Sacramento, CA 95819
I used to drive past the Sub Shack often, uncertain about what lay within but in some way discouraged by the “Kings eat free!” sign outside. (Do NBA players really need a free meal?) Now the sign is gone, and the restaurant has undergone some other alterations as well: a name change (it’s now just The Shack); a colorful sprucing up on the outside; and the addition of a very likeable wine list full of well-priced and interesting by-the-glass selections, many from up-and-coming European regions. (You can also order inexpensive tastes.) But the biggest and best of these changes is breakfast, served every day starting at 8 a.m.
Traditionalists, take heart. The new owner, Gary Sleppy, hasn’t changed everything. The interior is still old-school, the faded plastic sign outside remains, and there are historic photos hanging within; indeed, he’s adding to the collection. As I sat at the bar waiting (but not long) for my sandwich the other day, he was there too, enjoying a beer and pointing out a photo he’d just picked up, of K Street in the ’60s, to another customer. (Is it just my imagination, or are Sacramento restaurants unusually rich in historic photos? I always enjoy looking at them, because I’m that kind of a geek.)
The lunch subs, too, remain old-school: a little too much so in the case of my meatball sub, which had some microwave-puckered cheese and savory but generic-tasting meatballs. The tomato sauce was a little salty but quite tasty otherwise. The restaurant is still using what look like much-Xeroxed paper menus, with outdated specials or no-longer-available items crossed out. Standbys like turkey and roast beef come with the usual condiments, on a 6-inch or 8-inch roll.
The turkey sub was set apart from the crowd by featuring thick chunks of actual roasted turkey, including some of the more flavorful, moister dark meat. That’s a turkey sandwich I’d order again; I don’t especially like white meat, and I get tired of seeing it on every sandwich.
The sandwiches are perfectly pleasant, and the Shack seems to be doing a brisk lunch business in both the sit-down and takeout trade, but what I really like there is the breakfast. It’s somewhere between diner breakfast and upscale brunch, and it incorporates the best elements of both: on the one hand, big portions and low prices; on the other hand, excellent food quality, inventive items and a lack of gut-busting greasiness.
We arrived for breakfast in the first wave, right at 8 a.m., along with all the other parents. (When your child awakens you at 6 a.m., breakfast at 8 a.m. qualifies as a late Sunday brunch.) The Shack has a high chair with a tray. That’s the kind of thing I never noticed before, but now it seems like a touch of luxury. There’s only one of them, so if you’re going with a baby, you’d best arrive early. In any case, getting there early guarantees booth seating and fairly quick service.

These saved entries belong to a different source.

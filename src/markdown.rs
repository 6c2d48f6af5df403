//! Converts post bodies from markdown to HTML. Fenced code blocks are pulled
//! out of the [`pulldown_cmark`] event stream and replaced with HTML
//! highlighted by [`syntect`]; everything else goes through
//! [`pulldown_cmark::html::push_html`] untouched.

use pulldown_cmark::escape::escape_html;
use pulldown_cmark::{html, CodeBlockKind, CowStr, Event, Options, Parser, Tag};
use std::fmt;
use syntect::highlighting::{Theme, ThemeSet};
use syntect::html::highlighted_html_for_string;
use syntect::parsing::SyntaxSet;

/// The highlighting theme used when the project file doesn't name one.
pub const DEFAULT_THEME: &str = "InspiredGitHub";

/// Renders markdown documents to HTML fragments.
pub struct Renderer {
    options: Options,
    highlighter: Highlighter,
}

impl Renderer {
    /// Creates a renderer which highlights code with the named [`syntect`]
    /// theme. Fails if the theme isn't one of the bundled defaults.
    pub fn new(theme: &str) -> Result<Renderer, Error> {
        let mut options = Options::empty();
        options.insert(Options::ENABLE_FOOTNOTES);
        options.insert(Options::ENABLE_SMART_PUNCTUATION);
        options.insert(Options::ENABLE_STRIKETHROUGH);
        options.insert(Options::ENABLE_TABLES);
        options.insert(Options::ENABLE_TASKLISTS);

        Ok(Renderer {
            options,
            highlighter: Highlighter::new(theme)?,
        })
    }

    /// Converts `markdown` to HTML.
    pub fn render(&self, markdown: &str) -> String {
        // (language, source) of the code block being collected, if any.
        let mut code: Option<(Option<String>, String)> = None;
        let mut events: Vec<Event> = Vec::new();

        for ev in Parser::new_ext(markdown, self.options) {
            match ev {
                Event::Start(Tag::CodeBlock(kind)) => {
                    code = Some((language(&kind), String::new()));
                }
                Event::Text(text) => match &mut code {
                    Some((_, source)) => source.push_str(&text),
                    None => events.push(Event::Text(text)),
                },
                Event::End(Tag::CodeBlock(_)) => {
                    if let Some((lang, source)) = code.take() {
                        let highlighted = self.highlighter.highlight(&source, lang.as_deref());
                        events.push(Event::Html(CowStr::from(highlighted)));
                    }
                }
                ev => events.push(ev),
            }
        }

        let mut out = String::with_capacity(markdown.len() * 3 / 2);
        html::push_html(&mut out, events.into_iter());
        out
    }
}

// Only the first word of an info string like `rust,ignore` or `js title=x`
// names the language.
fn language(kind: &CodeBlockKind) -> Option<String> {
    match kind {
        CodeBlockKind::Fenced(info) => info
            .split(|c: char| c == ',' || c.is_whitespace())
            .next()
            .filter(|lang| !lang.is_empty())
            .map(str::to_owned),
        CodeBlockKind::Indented => None,
    }
}

struct Highlighter {
    syntax_set: SyntaxSet,
    theme: Theme,
}

impl Highlighter {
    fn new(theme: &str) -> Result<Highlighter, Error> {
        let mut theme_set = ThemeSet::load_defaults();
        match theme_set.themes.remove(theme) {
            Some(theme) => Ok(Highlighter {
                syntax_set: SyntaxSet::load_defaults_newlines(),
                theme,
            }),
            None => Err(Error::UnknownTheme {
                theme: theme.to_owned(),
                available: theme_set.themes.into_keys().collect(),
            }),
        }
    }

    /// Highlights `code`. Without a language hint the syntax is guessed from
    /// the first line (e.g. a shebang). Unknown languages are rendered as a
    /// plain, escaped `<pre><code>` block.
    fn highlight(&self, code: &str, lang: Option<&str>) -> String {
        let syntax = match lang {
            Some(lang) => self.syntax_set.find_syntax_by_token(lang),
            None => self.syntax_set.find_syntax_by_first_line(code),
        };

        match syntax {
            Some(syntax) => {
                match highlighted_html_for_string(code, &self.syntax_set, syntax, &self.theme) {
                    Ok(html) => html,
                    Err(_) => plain(code, lang),
                }
            }
            None => plain(code, lang),
        }
    }
}

fn plain(code: &str, lang: Option<&str>) -> String {
    let mut out = match lang {
        Some(lang) => format!("<pre><code class=\"language-{}\">", lang),
        None => String::from("<pre><code>"),
    };
    // Writing into a `String` can't fail.
    let _ = escape_html(&mut out, code);
    out.push_str("</code></pre>\n");
    out
}

/// Represents an error setting up the markdown [`Renderer`].
#[derive(Debug)]
pub enum Error {
    /// Returned when the configured highlighting theme isn't bundled with
    /// [`syntect`].
    UnknownTheme {
        theme: String,
        available: Vec<String>,
    },
}

impl fmt::Display for Error {
    /// Displays an [`Error`] as human-readable text.
    fn fmt(&self, f: &mut fmt::Formatter) -> fmt::Result {
        match self {
            Error::UnknownTheme { theme, available } => write!(
                f,
                "unknown highlight theme `{}` (available: {})",
                theme,
                available.join(", ")
            ),
        }
    }
}

impl std::error::Error for Error {}
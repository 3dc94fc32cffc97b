//! DDD 领域层基础库（ddd-domain）
//!
//! 提供以聚合创建为中心的领域层抽象：
//! - 聚合（`aggregate`）与实体（`entity`）建模，以及新建聚合的载体 `NewAggregate`
//! - 领域事件（`domain_event`）与事件信封
//! - 基于事件溯源的聚合仓储（`persist`）
//! - 工作单元（`unit_of_work`）：绑定仓储的事务边界，接受即提交、未接受即回滚
//! - 值对象（`value_object`），如版本号 `Version`
//!
//! 本 crate 不绑定具体存储实现，仅定义领域层接口、最小必要的错误类型，
//! 以及一个用于测试与示例的内存仓储。
//!
//! 典型用法：
//! 1. 定义聚合与事件，实现 `Aggregate::apply`；
//! 2. 以构造函数（返回 `NewAggregate`）表达聚合的创建；
//! 3. 通过 `UnitOfWork` 登记新聚合，并在成功后 `accept` 持久化其创建事件。
//!
pub mod aggregate;
pub mod domain_event;
pub mod entity;
pub mod error;
pub mod persist;
pub mod unit_of_work;
pub mod value_object;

I loved the Guinness corned-beef hash, which was ultra-crunchy on the outside and perfectly cooked to a deep mahogany brown, served with eggs. Its saltiness, combined with the super crunch, threatened to shred the inside of the mouth a bit, but any moderate pain was worth it for the savory flavor and the tender, slightly fatty meat within. The flavor had a rounded depth I assume is attributable to the Guinness.
It was plenty of food, but I still kept poaching from my daughter’s pancake. We asked for a short stack of two, but the server looked at the baby and asked if we’d like just one pancake. It was a good suggestion, because it was plate-sized and as thick as my thumb, fluffy and nicely browned and yummy. She ate plenty, but my husband and I both helped. I couldn’t quite wrap my head around the notion of a full stack, which would be an astounding carb fest.
My husband got a version of eggs Benedict, which the menu called a Jenny Bene, that came with spinach and tomatoes (our breakfast predated the great spinach recall). The hollandaise was mild rather than sharply lemony, and very smooth, and the vegetables lightened the dish somewhat. That was more of a hit with me than with him; he said he missed the Canadian bacon just a little. I would have thought the delicious home fries, with strands of peppers and onions, might have made up for it.
The usual breakfast beverages are available. The coffee is strong and pretty tasty, but the orange juice comes from Tropicana rather than being freshly squeezed. Nevertheless, I think you could get a mighty good mimosa made from one of the several sparkling wines on the list. The Shack is also doing dinners with wine pairings on Thursday nights, and there are plans to add dinner. The breakfasts, though, are plenty good enough for me—a reason to visit this casual neighborhood favorite that has been slightly elevated without losing its essential character.